## Work task:
In the entries that follow, the line with "last assigned id." opens the range and the line with "let (plan, last)" closes it; repeat that range exactly, both lines included.

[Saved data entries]
━━━━━━━━━━

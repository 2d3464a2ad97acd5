//! # Sequential Id Assignment
//!
//! Resolves the `Unassigned` placeholders of projected rows, in row order.
//! This is the index writer's step: the projector never calls it.
//!
//! - Event rows receive consecutive ids starting at `last_assigned + 1`.
//! - Id filter rows share the id of the closest preceding event row.
//! - `TransactionMeta` rows receive the range of ids assigned since the
//!   previous meta row; the range is empty (`first = last + 1`) when no event
//!   was assigned.
//!
//! Assignment is all-or-nothing: on error the rows are left untouched.

use crate::domain::errors::SequencingError;
use crate::domain::rows::{EventSequentialId, IndexRow};

enum Assignment {
    Single(i64),
    Range { first: i64, last: i64 },
    Skip,
}

/// Assign sequential ids to `rows`, returning the new last assigned id.
pub fn assign_sequential_ids(
    rows: &mut [IndexRow],
    last_assigned: i64,
) -> Result<i64, SequencingError> {
    let (plan, last) = plan_assignments(rows, last_assigned)?;

    for (row, assignment) in rows.iter_mut().zip(plan) {
        match assignment {
            Assignment::Single(id) => {
                if let Some(slot) = row.sequential_id_slot_mut() {
                    *slot = EventSequentialId::Assigned(id);
                }
            }
            Assignment::Range { first, last } => {
                if let IndexRow::TransactionMeta(meta) = row {
                    meta.event_sequential_id_first = EventSequentialId::Assigned(first);
                    meta.event_sequential_id_last = EventSequentialId::Assigned(last);
                }
            }
            Assignment::Skip => {}
        }
    }

    Ok(last)
}

fn plan_assignments(
    rows: &[IndexRow],
    last_assigned: i64,
) -> Result<(Vec<Assignment>, i64), SequencingError> {
    let mut plan = Vec::with_capacity(rows.len());
    let mut last = last_assigned;
    let mut current_event: Option<i64> = None;
    let mut range_first: Option<i64> = None;

    for (index, row) in rows.iter().enumerate() {
        if let IndexRow::TransactionMeta(meta) = row {
            if meta.event_sequential_id_first.is_assigned()
                || meta.event_sequential_id_last.is_assigned()
            {
                return Err(SequencingError::AlreadyAssigned { index });
            }
            let first = match range_first.take() {
                Some(first) => first,
                None => last.checked_add(1).ok_or(SequencingError::Overflow)?,
            };
            plan.push(Assignment::Range { first, last });
            current_event = None;
            continue;
        }

        let Some(slot) = row.event_sequential_id() else {
            plan.push(Assignment::Skip);
            continue;
        };
        if slot.is_assigned() {
            return Err(SequencingError::AlreadyAssigned { index });
        }

        if row.is_event() {
            last = last.checked_add(1).ok_or(SequencingError::Overflow)?;
            current_event = Some(last);
            range_first.get_or_insert(last);
            plan.push(Assignment::Single(last));
        } else {
            let id = current_event.ok_or(SequencingError::OrphanFilterRow { index })?;
            plan.push(Assignment::Single(id));
        }
    }

    Ok((plan, last))
}
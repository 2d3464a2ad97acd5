//! # Witness Sets
//!
//! The two visibility tiers of an indexed event.
//!
//! - **Flat witnesses**: contract stakeholders, used by flat transaction
//!   streams and active-contract queries.
//! - **Tree witnesses**: every informee of the action, used for full
//!   transaction tree reconstruction.

use shared_types::Party;
use std::collections::BTreeSet;

/// Immutable, value-comparable set of parties.
pub type WitnessSet = BTreeSet<Party>;

/// Flat and tree witnesses of one event.
///
/// Tree witnesses always contain the flat witnesses: the constructor folds
/// the flat tier into the tree tier.
#[derive(Debug, Clone, Default, PartialEq, Eq)]
pub struct Witnesses {
    flat: WitnessSet,
    tree: WitnessSet,
}

impl Witnesses {
    pub fn new(flat: WitnessSet, tree: WitnessSet) -> Self {
        let tree = tree.union(&flat).cloned().collect();
        Self { flat, tree }
    }

    /// Single-tier visibility: flat and tree witnesses coincide.
    pub fn stakeholders_only(stakeholders: WitnessSet) -> Self {
        Self {
            tree: stakeholders.clone(),
            flat: stakeholders,
        }
    }

    /// Visible only at the tree tier.
    pub fn informees_only(tree: WitnessSet) -> Self {
        Self {
            flat: WitnessSet::new(),
            tree,
        }
    }

    pub fn empty() -> Self {
        Self::default()
    }

    pub fn flat(&self) -> &WitnessSet {
        &self.flat
    }

    pub fn tree(&self) -> &WitnessSet {
        &self.tree
    }

    /// Informees that are not stakeholders (divulgees).
    pub fn non_stakeholder_informees(&self) -> impl Iterator<Item = &Party> {
        self.tree.difference(&self.flat)
    }

    pub fn into_parts(self) -> (WitnessSet, WitnessSet) {
        (self.flat, self.tree)
    }
}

━━━━━━━━━━

## Solution to the problem:
/// Assign sequential ids to `rows`, returning the new last assigned id.
pub fn assign_sequential_ids(
    rows: &mut [IndexRow],
    last_assigned: i64,
) -> Result<i64, SequencingError> {
    let (plan, last) = plan_assignments(rows, last_assigned)?;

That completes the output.